Exercise instructions: Two lines mark the range in the entries below: the one holding "and on-disk framing." and the one holding "pub trait LogCodec: Sized". Set down those two and all lines between them, exactly.

Data extract:
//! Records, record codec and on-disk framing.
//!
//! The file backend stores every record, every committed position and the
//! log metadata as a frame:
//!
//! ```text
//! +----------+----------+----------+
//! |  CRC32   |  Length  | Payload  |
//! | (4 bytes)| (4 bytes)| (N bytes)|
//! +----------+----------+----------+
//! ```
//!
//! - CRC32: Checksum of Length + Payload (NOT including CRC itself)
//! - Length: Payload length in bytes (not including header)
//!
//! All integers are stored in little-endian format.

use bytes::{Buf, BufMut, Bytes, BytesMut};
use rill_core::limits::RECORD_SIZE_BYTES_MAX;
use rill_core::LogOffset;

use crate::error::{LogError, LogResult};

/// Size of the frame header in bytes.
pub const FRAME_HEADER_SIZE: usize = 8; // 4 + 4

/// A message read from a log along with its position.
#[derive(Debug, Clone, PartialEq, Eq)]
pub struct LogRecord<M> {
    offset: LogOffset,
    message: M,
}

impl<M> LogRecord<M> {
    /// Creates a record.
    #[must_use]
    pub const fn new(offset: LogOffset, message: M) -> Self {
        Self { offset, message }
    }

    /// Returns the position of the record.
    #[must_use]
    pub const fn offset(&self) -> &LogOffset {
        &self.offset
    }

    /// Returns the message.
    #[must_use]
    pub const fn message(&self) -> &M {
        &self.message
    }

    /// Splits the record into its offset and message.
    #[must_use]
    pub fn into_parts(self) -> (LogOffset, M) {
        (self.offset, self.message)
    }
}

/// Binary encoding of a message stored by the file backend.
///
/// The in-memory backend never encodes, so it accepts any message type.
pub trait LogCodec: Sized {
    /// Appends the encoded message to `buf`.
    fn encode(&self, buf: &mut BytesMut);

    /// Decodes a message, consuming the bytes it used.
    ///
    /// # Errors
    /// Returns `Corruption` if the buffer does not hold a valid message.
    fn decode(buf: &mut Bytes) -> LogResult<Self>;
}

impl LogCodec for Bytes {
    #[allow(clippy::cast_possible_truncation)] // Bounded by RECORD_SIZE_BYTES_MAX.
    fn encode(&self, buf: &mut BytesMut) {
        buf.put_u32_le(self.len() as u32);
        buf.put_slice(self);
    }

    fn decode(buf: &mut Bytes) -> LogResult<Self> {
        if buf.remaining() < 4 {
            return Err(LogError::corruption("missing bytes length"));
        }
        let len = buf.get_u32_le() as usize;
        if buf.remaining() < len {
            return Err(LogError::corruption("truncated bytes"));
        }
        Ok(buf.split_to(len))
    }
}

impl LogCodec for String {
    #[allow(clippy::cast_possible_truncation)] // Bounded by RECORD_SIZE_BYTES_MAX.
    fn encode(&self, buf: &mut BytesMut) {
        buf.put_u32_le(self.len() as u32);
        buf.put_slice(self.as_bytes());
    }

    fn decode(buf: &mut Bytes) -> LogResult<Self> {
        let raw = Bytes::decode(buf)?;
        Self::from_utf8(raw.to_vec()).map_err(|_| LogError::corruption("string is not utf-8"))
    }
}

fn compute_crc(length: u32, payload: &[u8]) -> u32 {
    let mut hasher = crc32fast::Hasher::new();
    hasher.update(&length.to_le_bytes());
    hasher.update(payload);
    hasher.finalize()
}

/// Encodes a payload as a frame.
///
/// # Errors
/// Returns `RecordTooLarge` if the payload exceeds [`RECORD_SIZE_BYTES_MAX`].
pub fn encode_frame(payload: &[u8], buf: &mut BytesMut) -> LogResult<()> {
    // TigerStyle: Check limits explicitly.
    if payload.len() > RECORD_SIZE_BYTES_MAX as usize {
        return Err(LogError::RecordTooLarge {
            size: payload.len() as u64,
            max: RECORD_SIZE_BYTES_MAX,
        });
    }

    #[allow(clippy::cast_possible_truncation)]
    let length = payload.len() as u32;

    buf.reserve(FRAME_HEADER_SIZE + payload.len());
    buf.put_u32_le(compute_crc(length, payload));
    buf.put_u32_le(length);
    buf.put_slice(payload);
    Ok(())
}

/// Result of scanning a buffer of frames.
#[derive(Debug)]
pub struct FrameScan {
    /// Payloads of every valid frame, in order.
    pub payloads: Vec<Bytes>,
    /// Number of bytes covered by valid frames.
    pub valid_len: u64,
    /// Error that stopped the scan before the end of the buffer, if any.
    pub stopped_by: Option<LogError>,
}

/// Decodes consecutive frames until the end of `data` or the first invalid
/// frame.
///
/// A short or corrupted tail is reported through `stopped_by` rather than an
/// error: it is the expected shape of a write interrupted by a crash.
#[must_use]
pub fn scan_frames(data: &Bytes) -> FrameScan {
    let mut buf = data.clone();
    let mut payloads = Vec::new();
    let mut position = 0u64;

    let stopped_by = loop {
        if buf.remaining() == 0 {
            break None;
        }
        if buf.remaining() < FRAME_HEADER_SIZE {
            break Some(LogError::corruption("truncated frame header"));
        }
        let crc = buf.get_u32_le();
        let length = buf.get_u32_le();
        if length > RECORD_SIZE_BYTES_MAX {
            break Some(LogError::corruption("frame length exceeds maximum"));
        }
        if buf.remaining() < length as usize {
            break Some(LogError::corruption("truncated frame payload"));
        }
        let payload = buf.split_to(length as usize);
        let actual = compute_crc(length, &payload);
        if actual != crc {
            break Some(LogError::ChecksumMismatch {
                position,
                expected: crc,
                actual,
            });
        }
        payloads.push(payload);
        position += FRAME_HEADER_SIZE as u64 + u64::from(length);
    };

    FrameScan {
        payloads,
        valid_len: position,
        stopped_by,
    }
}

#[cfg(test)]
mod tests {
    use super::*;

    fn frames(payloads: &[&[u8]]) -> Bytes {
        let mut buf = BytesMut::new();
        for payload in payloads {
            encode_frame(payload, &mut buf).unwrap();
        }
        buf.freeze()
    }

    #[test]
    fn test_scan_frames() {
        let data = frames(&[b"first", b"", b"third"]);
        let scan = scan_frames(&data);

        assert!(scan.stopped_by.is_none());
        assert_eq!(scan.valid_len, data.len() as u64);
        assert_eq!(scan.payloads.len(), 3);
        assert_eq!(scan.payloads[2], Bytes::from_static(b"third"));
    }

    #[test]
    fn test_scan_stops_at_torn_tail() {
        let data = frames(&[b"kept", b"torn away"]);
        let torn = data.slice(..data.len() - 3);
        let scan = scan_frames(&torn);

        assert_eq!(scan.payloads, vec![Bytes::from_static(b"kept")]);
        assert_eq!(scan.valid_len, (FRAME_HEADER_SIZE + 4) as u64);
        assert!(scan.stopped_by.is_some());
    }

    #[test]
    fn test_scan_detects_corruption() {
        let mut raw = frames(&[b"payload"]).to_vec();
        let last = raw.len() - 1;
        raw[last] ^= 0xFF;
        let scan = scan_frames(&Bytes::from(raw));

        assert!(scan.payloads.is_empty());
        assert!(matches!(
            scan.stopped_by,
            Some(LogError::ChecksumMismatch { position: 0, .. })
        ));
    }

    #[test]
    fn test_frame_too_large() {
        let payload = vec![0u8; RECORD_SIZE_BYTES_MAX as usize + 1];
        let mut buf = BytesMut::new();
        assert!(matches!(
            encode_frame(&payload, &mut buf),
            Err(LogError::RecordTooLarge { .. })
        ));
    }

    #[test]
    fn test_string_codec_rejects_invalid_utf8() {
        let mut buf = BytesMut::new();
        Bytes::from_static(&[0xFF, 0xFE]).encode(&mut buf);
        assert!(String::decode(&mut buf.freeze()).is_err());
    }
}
---
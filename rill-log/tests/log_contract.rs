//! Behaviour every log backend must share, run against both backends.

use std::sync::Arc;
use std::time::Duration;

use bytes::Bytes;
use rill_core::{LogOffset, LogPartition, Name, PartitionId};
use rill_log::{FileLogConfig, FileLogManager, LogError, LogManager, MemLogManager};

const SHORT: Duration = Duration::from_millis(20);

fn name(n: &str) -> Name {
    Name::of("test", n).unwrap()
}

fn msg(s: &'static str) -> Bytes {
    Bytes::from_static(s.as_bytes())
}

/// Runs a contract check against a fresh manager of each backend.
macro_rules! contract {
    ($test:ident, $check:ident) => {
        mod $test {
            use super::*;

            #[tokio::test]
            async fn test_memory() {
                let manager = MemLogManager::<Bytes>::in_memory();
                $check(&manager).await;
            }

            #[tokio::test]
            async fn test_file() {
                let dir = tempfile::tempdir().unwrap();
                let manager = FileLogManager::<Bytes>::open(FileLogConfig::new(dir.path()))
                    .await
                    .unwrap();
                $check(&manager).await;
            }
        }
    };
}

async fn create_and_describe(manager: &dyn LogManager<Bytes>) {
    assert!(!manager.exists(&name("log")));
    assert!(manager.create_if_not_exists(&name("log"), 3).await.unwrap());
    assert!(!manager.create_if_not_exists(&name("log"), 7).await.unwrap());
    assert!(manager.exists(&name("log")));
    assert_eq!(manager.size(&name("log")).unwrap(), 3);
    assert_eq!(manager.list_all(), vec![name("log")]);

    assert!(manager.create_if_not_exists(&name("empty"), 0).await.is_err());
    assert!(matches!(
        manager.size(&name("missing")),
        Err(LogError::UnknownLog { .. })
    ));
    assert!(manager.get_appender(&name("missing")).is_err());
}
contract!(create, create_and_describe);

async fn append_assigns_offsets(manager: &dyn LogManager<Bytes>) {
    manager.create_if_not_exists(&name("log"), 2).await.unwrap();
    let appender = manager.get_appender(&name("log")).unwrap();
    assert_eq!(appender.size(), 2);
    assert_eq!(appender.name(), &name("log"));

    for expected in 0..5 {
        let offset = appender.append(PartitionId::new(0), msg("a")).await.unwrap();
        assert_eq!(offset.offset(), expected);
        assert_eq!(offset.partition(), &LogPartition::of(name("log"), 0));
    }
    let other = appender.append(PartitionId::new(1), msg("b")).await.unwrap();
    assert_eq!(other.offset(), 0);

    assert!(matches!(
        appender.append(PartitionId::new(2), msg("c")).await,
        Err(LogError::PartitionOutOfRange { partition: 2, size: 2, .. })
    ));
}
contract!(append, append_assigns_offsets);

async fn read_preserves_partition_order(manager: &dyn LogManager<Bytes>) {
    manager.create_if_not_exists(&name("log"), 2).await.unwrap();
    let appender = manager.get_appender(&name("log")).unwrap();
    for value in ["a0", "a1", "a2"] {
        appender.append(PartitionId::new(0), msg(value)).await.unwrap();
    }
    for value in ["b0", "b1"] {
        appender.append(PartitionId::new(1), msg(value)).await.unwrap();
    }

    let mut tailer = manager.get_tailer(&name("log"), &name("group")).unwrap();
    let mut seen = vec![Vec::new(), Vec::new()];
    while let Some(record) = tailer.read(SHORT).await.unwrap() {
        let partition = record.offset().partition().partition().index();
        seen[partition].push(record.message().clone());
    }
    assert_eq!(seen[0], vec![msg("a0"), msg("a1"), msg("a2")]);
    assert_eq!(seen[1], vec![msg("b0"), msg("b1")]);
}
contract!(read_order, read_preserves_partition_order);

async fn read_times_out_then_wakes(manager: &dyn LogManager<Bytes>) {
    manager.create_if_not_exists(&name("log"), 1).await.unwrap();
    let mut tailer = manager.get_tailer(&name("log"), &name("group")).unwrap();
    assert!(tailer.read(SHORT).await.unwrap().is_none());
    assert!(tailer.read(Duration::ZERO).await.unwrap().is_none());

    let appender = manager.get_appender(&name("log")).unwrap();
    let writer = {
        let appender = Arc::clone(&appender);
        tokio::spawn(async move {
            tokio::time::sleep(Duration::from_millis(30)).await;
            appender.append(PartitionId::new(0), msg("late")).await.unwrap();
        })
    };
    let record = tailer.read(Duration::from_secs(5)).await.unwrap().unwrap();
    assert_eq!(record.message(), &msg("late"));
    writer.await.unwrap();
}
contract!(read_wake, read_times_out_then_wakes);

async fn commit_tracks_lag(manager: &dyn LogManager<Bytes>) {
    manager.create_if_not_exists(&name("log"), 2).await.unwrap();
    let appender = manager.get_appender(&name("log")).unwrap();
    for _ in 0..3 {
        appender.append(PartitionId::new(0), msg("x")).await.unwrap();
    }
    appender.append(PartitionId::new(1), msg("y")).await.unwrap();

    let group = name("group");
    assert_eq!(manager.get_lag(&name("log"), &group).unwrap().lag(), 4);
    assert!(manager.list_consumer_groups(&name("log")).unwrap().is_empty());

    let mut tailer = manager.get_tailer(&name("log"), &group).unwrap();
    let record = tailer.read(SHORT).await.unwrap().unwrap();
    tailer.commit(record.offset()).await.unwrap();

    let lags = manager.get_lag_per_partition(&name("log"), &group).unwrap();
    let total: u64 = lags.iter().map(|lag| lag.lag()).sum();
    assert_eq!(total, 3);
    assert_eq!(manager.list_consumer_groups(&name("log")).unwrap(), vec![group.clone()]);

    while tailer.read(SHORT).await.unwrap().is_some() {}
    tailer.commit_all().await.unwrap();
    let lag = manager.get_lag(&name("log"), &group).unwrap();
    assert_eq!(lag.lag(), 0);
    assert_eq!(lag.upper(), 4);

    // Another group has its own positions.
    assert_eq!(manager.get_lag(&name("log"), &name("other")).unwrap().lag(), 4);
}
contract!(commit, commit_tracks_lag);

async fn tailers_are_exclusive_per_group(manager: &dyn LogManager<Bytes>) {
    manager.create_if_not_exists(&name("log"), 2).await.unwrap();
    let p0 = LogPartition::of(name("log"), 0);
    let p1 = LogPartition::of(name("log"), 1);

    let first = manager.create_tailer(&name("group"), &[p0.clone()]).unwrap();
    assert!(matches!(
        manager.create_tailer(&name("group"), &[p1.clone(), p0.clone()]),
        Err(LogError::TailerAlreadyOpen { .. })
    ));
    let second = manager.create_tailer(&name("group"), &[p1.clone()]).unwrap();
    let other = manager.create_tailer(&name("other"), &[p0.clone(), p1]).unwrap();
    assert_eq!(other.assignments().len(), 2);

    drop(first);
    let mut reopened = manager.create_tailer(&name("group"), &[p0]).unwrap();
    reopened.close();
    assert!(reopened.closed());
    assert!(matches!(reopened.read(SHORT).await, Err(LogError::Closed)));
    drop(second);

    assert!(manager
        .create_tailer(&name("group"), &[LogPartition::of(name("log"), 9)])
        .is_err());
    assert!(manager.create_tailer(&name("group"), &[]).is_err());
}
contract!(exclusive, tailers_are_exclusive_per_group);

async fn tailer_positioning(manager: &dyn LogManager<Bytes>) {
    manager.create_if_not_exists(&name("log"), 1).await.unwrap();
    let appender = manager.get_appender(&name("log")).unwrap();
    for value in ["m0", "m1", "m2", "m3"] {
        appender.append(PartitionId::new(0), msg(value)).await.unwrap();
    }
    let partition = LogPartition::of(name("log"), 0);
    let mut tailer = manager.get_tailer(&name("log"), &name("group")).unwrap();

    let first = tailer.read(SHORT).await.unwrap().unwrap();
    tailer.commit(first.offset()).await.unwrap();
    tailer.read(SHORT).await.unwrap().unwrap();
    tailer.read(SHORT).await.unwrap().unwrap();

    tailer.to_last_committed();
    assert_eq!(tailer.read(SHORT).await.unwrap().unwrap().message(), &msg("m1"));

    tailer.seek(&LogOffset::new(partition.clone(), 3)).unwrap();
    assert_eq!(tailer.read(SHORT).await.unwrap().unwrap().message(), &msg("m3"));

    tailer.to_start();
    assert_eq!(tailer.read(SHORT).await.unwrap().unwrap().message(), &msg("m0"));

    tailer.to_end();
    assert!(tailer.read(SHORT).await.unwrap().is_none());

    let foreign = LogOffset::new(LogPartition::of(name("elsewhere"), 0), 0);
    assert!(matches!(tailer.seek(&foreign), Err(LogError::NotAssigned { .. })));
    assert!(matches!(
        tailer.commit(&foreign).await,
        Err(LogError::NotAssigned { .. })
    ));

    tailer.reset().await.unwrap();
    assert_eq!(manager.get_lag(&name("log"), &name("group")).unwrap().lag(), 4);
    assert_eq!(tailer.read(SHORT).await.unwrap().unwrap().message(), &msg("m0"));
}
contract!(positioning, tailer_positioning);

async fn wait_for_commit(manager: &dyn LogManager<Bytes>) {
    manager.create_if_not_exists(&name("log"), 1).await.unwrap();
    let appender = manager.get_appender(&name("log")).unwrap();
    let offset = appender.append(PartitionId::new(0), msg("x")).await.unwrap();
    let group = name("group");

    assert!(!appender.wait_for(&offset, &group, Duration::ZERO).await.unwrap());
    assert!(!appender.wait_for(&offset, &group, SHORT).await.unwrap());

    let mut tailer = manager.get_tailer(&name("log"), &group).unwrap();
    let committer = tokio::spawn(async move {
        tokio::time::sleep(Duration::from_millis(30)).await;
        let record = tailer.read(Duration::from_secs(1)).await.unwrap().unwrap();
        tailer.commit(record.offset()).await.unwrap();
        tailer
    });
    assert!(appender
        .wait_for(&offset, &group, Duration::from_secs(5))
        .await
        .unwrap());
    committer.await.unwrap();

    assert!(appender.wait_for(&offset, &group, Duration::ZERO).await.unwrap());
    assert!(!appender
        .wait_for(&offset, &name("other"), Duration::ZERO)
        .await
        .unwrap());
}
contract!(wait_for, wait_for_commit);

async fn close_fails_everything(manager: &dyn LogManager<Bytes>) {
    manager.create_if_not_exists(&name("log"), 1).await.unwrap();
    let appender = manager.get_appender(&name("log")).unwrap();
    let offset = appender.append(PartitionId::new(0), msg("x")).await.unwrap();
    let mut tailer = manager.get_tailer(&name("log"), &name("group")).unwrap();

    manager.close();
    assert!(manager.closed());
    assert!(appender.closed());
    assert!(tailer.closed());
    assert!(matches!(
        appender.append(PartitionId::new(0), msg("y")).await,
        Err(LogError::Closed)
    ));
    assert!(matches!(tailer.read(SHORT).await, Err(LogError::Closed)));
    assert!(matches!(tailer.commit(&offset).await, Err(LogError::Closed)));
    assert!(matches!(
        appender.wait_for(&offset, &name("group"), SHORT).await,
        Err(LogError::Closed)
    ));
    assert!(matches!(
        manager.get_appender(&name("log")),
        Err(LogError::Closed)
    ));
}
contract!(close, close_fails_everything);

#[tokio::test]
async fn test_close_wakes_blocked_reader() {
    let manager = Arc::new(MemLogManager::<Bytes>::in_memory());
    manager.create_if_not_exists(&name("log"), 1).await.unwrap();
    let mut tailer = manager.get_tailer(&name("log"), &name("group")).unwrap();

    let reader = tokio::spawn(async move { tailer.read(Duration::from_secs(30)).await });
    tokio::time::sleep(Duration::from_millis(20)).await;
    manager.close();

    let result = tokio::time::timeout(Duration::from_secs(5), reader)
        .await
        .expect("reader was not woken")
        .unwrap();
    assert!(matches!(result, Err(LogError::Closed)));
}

Task answer:
//! Records, record codec and on-disk framing.
//!
//! The file backend stores every record, every committed position and the
//! log metadata as a frame:
//!
//! ```text
//! +----------+----------+----------+
//! |  CRC32   |  Length  | Payload  |
//! | (4 bytes)| (4 bytes)| (N bytes)|
//! +----------+----------+----------+
//! ```
//!
//! - CRC32: Checksum of Length + Payload (NOT including CRC itself)
//! - Length: Payload length in bytes (not including header)
//!
//! All integers are stored in little-endian format.

use bytes::{Buf, BufMut, Bytes, BytesMut};
use rill_core::limits::RECORD_SIZE_BYTES_MAX;
use rill_core::LogOffset;

use crate::error::{LogError, LogResult};

/// Size of the frame header in bytes.
pub const FRAME_HEADER_SIZE: usize = 8; // 4 + 4

/// A message read from a log along with its position.
#[derive(Debug, Clone, PartialEq, Eq)]
pub struct LogRecord<M> {
    offset: LogOffset,
    message: M,
}

impl<M> LogRecord<M> {
    /// Creates a record.
    #[must_use]
    pub const fn new(offset: LogOffset, message: M) -> Self {
        Self { offset, message }
    }

    /// Returns the position of the record.
    #[must_use]
    pub const fn offset(&self) -> &LogOffset {
        &self.offset
    }

    /// Returns the message.
    #[must_use]
    pub const fn message(&self) -> &M {
        &self.message
    }

    /// Splits the record into its offset and message.
    #[must_use]
    pub fn into_parts(self) -> (LogOffset, M) {
        (self.offset, self.message)
    }
}

/// Binary encoding of a message stored by the file backend.
///
/// The in-memory backend never encodes, so it accepts any message type.
pub trait LogCodec: Sized {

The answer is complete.